Material shown:
//! Song extraction handler.
//!
//! `GET /api/song/{id}` fetches the upstream page, runs the extraction
//! pipeline and returns the flat `SongInfo`. A debug query flag returns
//! the intermediate artifacts as well; a format flag renders the result
//! as an importable JS module instead of JSON.

use axum::Json;
use axum::extract::{Path, Query, State};
use axum::http::{StatusCode, header};
use axum::response::{IntoResponse, Response};
use serde::{Deserialize, Serialize};
use serde_json::Value;

use crate::api::AppState;
use crate::api::error::ApiError;
use crate::extract::{DEFAULT_LOADER_KEY, ExtractOptions, ExtractionDebug, extract_inline_data,
    project_song_info};
use crate::fetch::PageFetcher;
use crate::models::SongInfo;

/// Query parameters for the song endpoint.
#[derive(Debug, Clone, Default, Deserialize)]
#[serde(default)]
pub struct SongParams {
    /// Return intermediate extraction artifacts ("1" or "true").
    pub debug: Option<String>,
    /// Output format: "json" (default) or "js".
    pub format: Option<String>,
    /// Variable name for the "js" format.
    pub var: Option<String>,
}

/// Extended payload returned when debug mode is requested.
#[derive(Debug, Serialize)]
struct DebugPayload {
    song: Option<SongInfo>,
    #[serde(rename = "parsedData", skip_serializing_if = "Option::is_none")]
    parsed_data: Option<Value>,
    #[serde(rename = "jsonText")]
    json_text: Option<String>,
    #[serde(skip_serializing_if = "Option::is_none")]
    debug: Option<ExtractionDebug>,
    from: &'static str,
    source: String,
}

/// GET /api/song/{id}
pub async fn get_song(
    State(state): State<AppState>,
    Path(id): Path<String>,
    Query(params): Query<SongParams>,
) -> Response {
    if id.trim().is_empty() {
        return ApiError::BadRequest("song id is required".into()).into_response();
    }

    let html = match state.fetcher.fetch_song_page(&id).await {
        Ok(html) => html,
        Err(err) => {
            tracing::warn!(%id, %err, "song page fetch failed");
            return ApiError::from(err).into_response();
        }
    };

    let debug_enabled = matches!(params.debug.as_deref(), Some("1" | "true"));
    let options = ExtractOptions {
        debug: debug_enabled,
        expected_loader_key: Some(DEFAULT_LOADER_KEY.to_string()),
    };
    let loader_key = options
        .expected_loader_key
        .as_deref()
        .unwrap_or(DEFAULT_LOADER_KEY);

    let inline = extract_inline_data(&html, &options);
    let song = inline
        .parsed
        .as_ref()
        .and_then(|parsed| project_song_info(parsed, loader_key));

    if params.format.as_deref() == Some("js") {
        let Some(song) = song else {
            return ApiError::NotFound("no song data for JS output".into()).into_response();
        };
        let variable = params.var.as_deref().unwrap_or("song");
        let module = song.to_js_module(variable);
        return (
            StatusCode::OK,
            [(header::CONTENT_TYPE, "application/javascript; charset=utf-8")],
            module,
        )
            .into_response();
    }

    if !debug_enabled {
        return match song {
            Some(song) => Json(song).into_response(),
            None => ApiError::NotFound(
                "the song may not exist or the page structure has changed".into(),
            )
            .into_response(),
        };
    }

    let status = if song.is_some() {
        StatusCode::OK
    } else {
        StatusCode::NOT_FOUND
    };
    let payload = DebugPayload {
        song,
        parsed_data: inline.parsed,
        json_text: inline.json_text,
        debug: inline.debug,
        from: "douyin",
        source: PageFetcher::song_page_url(&id),
    };
    (status, Json(payload)).into_response()
}

#[cfg(test)]
mod tests {
    use super::*;

    #[test]
    fn test_debug_flag_values() {
        for (given, expected) in [
            (Some("1"), true),
            (Some("true"), true),
            (Some("0"), false),
            (Some("yes"), false),
            (None, false),
        ] {
            let enabled = matches!(given, Some("1" | "true"));
            assert_eq!(enabled, expected, "debug={given:?}");
        }
    }

    #[test]
    fn test_debug_payload_serialization() {
        let payload = DebugPayload {
            song: None,
            parsed_data: None,
            json_text: None,
            debug: None,
            from: "douyin",
            source: "https://example.com".into(),
        };
        let value = serde_json::to_value(&payload).unwrap();
        let obj = value.as_object().unwrap();
        // jsonText stays present (null) even when isolation failed; the
        // optional artifacts are dropped.
        assert!(obj.contains_key("jsonText"));
        assert!(!obj.contains_key("parsedData"));
        assert_eq!(obj["from"], "douyin");
    }
}
//! API handlers.

pub mod audio;
pub mod song;

pub use audio::proxy_audio;
pub use song::get_song;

Your task:
Every record above should be copied exactly.

Result of this exercise:
//! Song extraction handler.
//!
//! `GET /api/song/{id}` fetches the upstream page, runs the extraction
//! pipeline and returns the flat `SongInfo`. A debug query flag returns
//! the intermediate artifacts as well; a format flag renders the result
//! as an importable JS module instead of JSON.

use axum::Json;
use axum::extract::{Path, Query, State};
use axum::http::{StatusCode, header};
use axum::response::{IntoResponse, Response};
use serde::{Deserialize, Serialize};
use serde_json::Value;

use crate::api::AppState;
use crate::api::error::ApiError;
use crate::extract::{DEFAULT_LOADER_KEY, ExtractOptions, ExtractionDebug, extract_inline_data,
    project_song_info};
use crate::fetch::PageFetcher;
use crate::models::SongInfo;

/// Query parameters for the song endpoint.
#[derive(Debug, Clone, Default, Deserialize)]
#[serde(default)]
pub struct SongParams {
    /// Return intermediate extraction artifacts ("1" or "true").
    pub debug: Option<String>,
    /// Output format: "json" (default) or "js".
    pub format: Option<String>,
    /// Variable name for the "js" format.
    pub var: Option<String>,
}

/// Extended payload returned when debug mode is requested.
#[derive(Debug, Serialize)]
struct DebugPayload {
    song: Option<SongInfo>,
    #[serde(rename = "parsedData", skip_serializing_if = "Option::is_none")]
    parsed_data: Option<Value>,
    #[serde(rename = "jsonText")]
    json_text: Option<String>,
    #[serde(skip_serializing_if = "Option::is_none")]
    debug: Option<ExtractionDebug>,
    from: &'static str,
    source: String,
}

/// GET /api/song/{id}
pub async fn get_song(
    State(state): State<AppState>,
    Path(id): Path<String>,
    Query(params): Query<SongParams>,
) -> Response {
    if id.trim().is_empty() {
        return ApiError::BadRequest("song id is required".into()).into_response();
    }

    let html = match state.fetcher.fetch_song_page(&id).await {
        Ok(html) => html,
        Err(err) => {
            tracing::warn!(%id, %err, "song page fetch failed");
            return ApiError::from(err).into_response();
        }
    };

    let debug_enabled = matches!(params.debug.as_deref(), Some("1" | "true"));
    let options = ExtractOptions {
        debug: debug_enabled,
        expected_loader_key: Some(DEFAULT_LOADER_KEY.to_string()),
    };
    let loader_key = options
        .expected_loader_key
        .as_deref()
        .unwrap_or(DEFAULT_LOADER_KEY);

    let inline = extract_inline_data(&html, &options);
    let song = inline
        .parsed
        .as_ref()
        .and_then(|parsed| project_song_info(parsed, loader_key));

    if params.format.as_deref() == Some("js") {
        let Some(song) = song else {
            return ApiError::NotFound("no song data for JS output".into()).into_response();
        };
        let variable = params.var.as_deref().unwrap_or("song");
        let module = song.to_js_module(variable);
        return (
            StatusCode::OK,
            [(header::CONTENT_TYPE, "application/javascript; charset=utf-8")],
            module,
        )
            .into_response();
    }

    if !debug_enabled {
        return match song {
            Some(song) => Json(song).into_response(),
            None => ApiError::NotFound(
                "the song may not exist or the page structure has changed".into(),
            )
            .into_response(),
        };
    }

    let status = if song.is_some() {
        StatusCode::OK
    } else {
        StatusCode::NOT_FOUND
    };
    let payload = DebugPayload {
        song,
        parsed_data: inline.parsed,
        json_text: inline.json_text,
        debug: inline.debug,
        from: "douyin",
        source: PageFetcher::song_page_url(&id),
    };
    (status, Json(payload)).into_response()
}

#[cfg(test)]
mod tests {
    use super::*;

    #[test]
    fn test_debug_flag_values() {
        for (given, expected) in [
            (Some("1"), true),
            (Some("true"), true),
            (Some("0"), false),
            (Some("yes"), false),
            (None, false),
        ] {
            let enabled = matches!(given, Some("1" | "true"));
            assert_eq!(enabled, expected, "debug={given:?}");
        }
    }

    #[test]
    fn test_debug_payload_serialization() {
        let payload = DebugPayload {
            song: None,
            parsed_data: None,
            json_text: None,
            debug: None,
            from: "douyin",
            source: "https://example.com".into(),
        };
        let value = serde_json::to_value(&payload).unwrap();
        let obj = value.as_object().unwrap();
        // jsonText stays present (null) even when isolation failed; the
        // optional artifacts are dropped.
        assert!(obj.contains_key("jsonText"));
        assert!(!obj.contains_key("parsedData"));
        assert_eq!(obj["from"], "douyin");
    }
}
//! API handlers.

pub mod audio;
pub mod song;

pub use audio::proxy_audio;
pub use song::get_song;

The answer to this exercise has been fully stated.